Marco Marziale
Marco Marziale was a Venetian painter from, known to have been active from 1492/1493 to 1507.[1] He was a pupil of Giovanni Bellini, as stated in some of his inscriptions signing works, and was also influenced by Giovanni's brother Gentile, with possibly some elements of the style of Perugino also. From January 1493 (old Julian calendar), when he must have at least completed his training, he was employed by the Republic of Venice as an assistant to Giovanni Bellini on the Great Council Chamber in the Doge's Palace at a fairly modest salary. These paintings were all lost in the great fire of 1574.[2] In 1493 he joined the confraternity of the Scuola di San Marco.
In about 1500 he may have moved to Cremona, which Venice had just taken over in 1499, and which it held until 1509, when the Duchy of Milan recaptured the city. Marziale would no doubt have been unwelcome after this, if he was in the city. He is not documented there, but painted two altarpieces for Cremonese churches; it is possible these were sent from Venice, although the records of the scuola show him as absent from the city in 1505. In 1507 he signed works now in London and Berlin, after which nothing further about him is known.
Several signed works are known, including the only two large altarpieces, both from churches in Cremona and now in the National Gallery, London.[3] Two versions of the Supper at Emmaus, adapted from a lost work by Giovanni Bellini known from a print, are in the Gemäldegalerie, Berlin and the Gallerie dell'Accademia in Venice, where there is also a Circumcision of Jesus in the Museo Correr, dated 1499. Including unsigned attributed works, there is a probable surviving oeuvre of about a dozen paintings;[1] apart from the wall-paintings lost in 1574, much of his painting may be among the large number of pieces assigned to the workshop of Giovanni Bellini. A small Adoration of the Magi, formerly in the Virginia Museum of Fine Arts, and only just attributed as an early work of Marziale's, was sold at Christie's, New York for $98,500 in January 2009.[4]

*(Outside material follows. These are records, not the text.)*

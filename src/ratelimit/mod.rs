//! Per-identifier quota enforcement over fixed time windows.
//!
//! # Architecture
//!
//! ```text
//! ┌─────────────────────────────────────────┐
//! │              RateLimiter                │
//! │  window math, key layout, RateLimitInfo │
//! └────────────────────┬────────────────────┘
//!                      │
//!                      ▼
//! ┌─────────────────────────────────────────┐
//! │          QuotaCounter Trait             │
//! │  (atomic consume-if-below-limit)        │
//! └────────────────────┬────────────────────┘
//!          ┌───────────┴───────────┐
//!          ▼                       ▼
//! ┌─────────────────┐    ┌─────────────────────┐
//! │ RedisQuota-     │    │ MemoryQuotaCounter  │
//! │ Counter         │    │ (single process)    │
//! └─────────────────┘    └─────────────────────┘
//! ```
//!
//! The read-modify-write on a counter always happens inside the backing store,
//! never as a separate read then write in this crate, so two concurrent callers
//! cannot both take the last unit.

mod counter;
mod identifier;
mod limiter;
mod redis_counter;

pub use counter::{MemoryQuotaCounter, QuotaCounter};
pub use identifier::{client_identifier, ANONYMOUS_IDENTIFIER};
pub use limiter::{RateLimitInfo, RateLimitPolicy, RateLimiter};
pub use redis_counter::RedisQuotaCounter;

/// Default number of generations per identifier per window.
pub const DEFAULT_RATE_LIMIT: u32 = 2;

/// Default window length in seconds (one day).
pub const DEFAULT_RATE_LIMIT_WINDOW_SECS: u64 = 24 * 60 * 60;

/// Default key prefix for quota counters.
pub const DEFAULT_RATE_LIMIT_PREFIX: &str = "christmas-photo";
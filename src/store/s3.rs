//! S3-backed blob store.
//!
//! Objects are written with their content type and addressed by a public URL
//! built from a configurable base. Public read access is expected to come
//! from the bucket policy (or a CDN in front of it), not per-object ACLs.

use async_trait::async_trait;
use aws_sdk_s3::primitives::ByteStream;
use aws_sdk_s3::Client;
use bytes::Bytes;

use super::BlobStore;
use crate::error::StoreError;

/// S3 implementation of [`BlobStore`].
///
/// # Example
///
/// ```ignore
/// use festive_photo::store::{create_s3_client, S3BlobStore};
///
/// let client = create_s3_client(None, "us-east-1").await;
/// let store = S3BlobStore::new(client, "my-bucket", "https://cdn.example.com");
///
/// // Stored at s3://my-bucket/christmas/abc/original,
/// // returned as https://cdn.example.com/christmas/abc/original
/// let url = store.put("christmas/abc/original", bytes, "image/jpeg").await?;
/// ```
#[derive(Clone)]
pub struct S3BlobStore {
    client: Client,
    bucket: String,
    public_base_url: String,
}

impl S3BlobStore {
    /// Create a store for `bucket` whose objects are reachable under `public_base_url`.
    pub fn new(
        client: Client,
        bucket: impl Into<String>,
        public_base_url: impl Into<String>,
    ) -> Self {
        Self {
            client,
            bucket: bucket.into(),
            public_base_url: public_base_url.into().trim_end_matches('/').to_string(),
        }
    }

    /// Get the bucket name.
    pub fn bucket(&self) -> &str {
        &self.bucket
    }

    /// Public URL for an object key.
    pub fn url_for(&self, key: &str) -> String {
        format!("{}/{}", self.public_base_url, key)
    }

    /// Verify the bucket exists and is reachable.
    pub async fn check(&self) -> Result<(), StoreError> {
        self.client
            .head_bucket()
            .bucket(&self.bucket)
            .send()
            .await
            .map(|_| ())
            .map_err(|e| StoreError::Read {
                key: format!("s3://{}", self.bucket),
                message: e.to_string(),
            })
    }
}

/// Default public URL base for a bucket.
///
/// Custom endpoints (MinIO, R2, ...) use path-style addressing; AWS uses the
/// virtual-hosted form.
pub fn default_public_base_url(bucket: &str, endpoint: Option<&str>, region: &str) -> String {
    match endpoint {
        Some(endpoint) => format!("{}/{}", endpoint.trim_end_matches('/'), bucket),
        None => format!("https://{}.s3.{}.amazonaws.com", bucket, region),
    }
}

#[async_trait]
impl BlobStore for S3BlobStore {
    async fn put(&self, key: &str, data: Bytes, content_type: &str) -> Result<String, StoreError> {
        self.client
            .put_object()
            .bucket(&self.bucket)
            .key(key)
            .content_type(content_type)
            .body(ByteStream::from(data))
            .send()
            .await
            .map_err(|e| StoreError::Upload {
                key: format!("s3://{}/{}", self.bucket, key),
                message: e.to_string(),
            })?;

        Ok(self.url_for(key))
    }
}

/// Create an S3 client with optional custom endpoint and region.
///
/// Use a custom endpoint for S3-compatible services like MinIO:
/// ```ignore
/// let client = create_s3_client(Some("http://localhost:9000"), "us-east-1").await;
/// ```
pub async fn create_s3_client(endpoint_url: Option<&str>, region: &str) -> Client {
    let region = aws_config::Region::new(region.to_string());
    let mut config_loader =
        aws_config::defaults(aws_config::BehaviorVersion::latest()).region(region);

    if let Some(endpoint) = endpoint_url {
        config_loader = config_loader.endpoint_url(endpoint);
    }

    let sdk_config = config_loader.load().await;

    // S3-compatible services generally need path-style addressing
    let s3_config = if endpoint_url.is_some() {
        aws_sdk_s3::config::Builder::from(&sdk_config)
            .force_path_style(true)
            .build()
    } else {
        aws_sdk_s3::config::Builder::from(&sdk_config).build()
    };

    Client::from_conf(s3_config)
}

He was a rather conservative painter, whose works continued to follow compositional formats from the late 15th century, despite his possibly being only a few years older than Giorgione and Titian. His main figures stand upright and still in the older Venetian style, already long superseded in Florentine art. Although his figures are stiff, even "wooden",[5] he takes great interest in textiles and decor in his works. Both the London altarpieces are set in spaces in front of apses decorated with gold mosaics in the manner of San Marco, Venice, and also of altarpieces by Giovanni Bellini.[6] The Circumcision altarpiece features several donor portraits of the family of Tommaso Raimondi, the lawyer and poet who commissioned the work; their lavish and fashionable clothes are carefully depicted.[7] In 1872, the English critic John Ruskin asked a friend in Venice to make a careful drawing of the embroidered table-cloth, probably from Egypt, depicted in the Correr Circumcision, which Ruskin adapted into a pattern for wallpaper which he used in the study of his house Brantwood in the Lake District.[8]
In Cremona he influenced, and may have trained, Altobello Melone.[9]
Notes
- Penny, 103
- Penny, 103-4
- Penny, 103, National Gallery: Circumcision Archived 2009-05-07 at the Wayback Machine, National Gallery: Virgin Enthroned with Saints Archived 2009-05-07 at the Wayback Machine
- Christie's New York accessed, May 1, 2009.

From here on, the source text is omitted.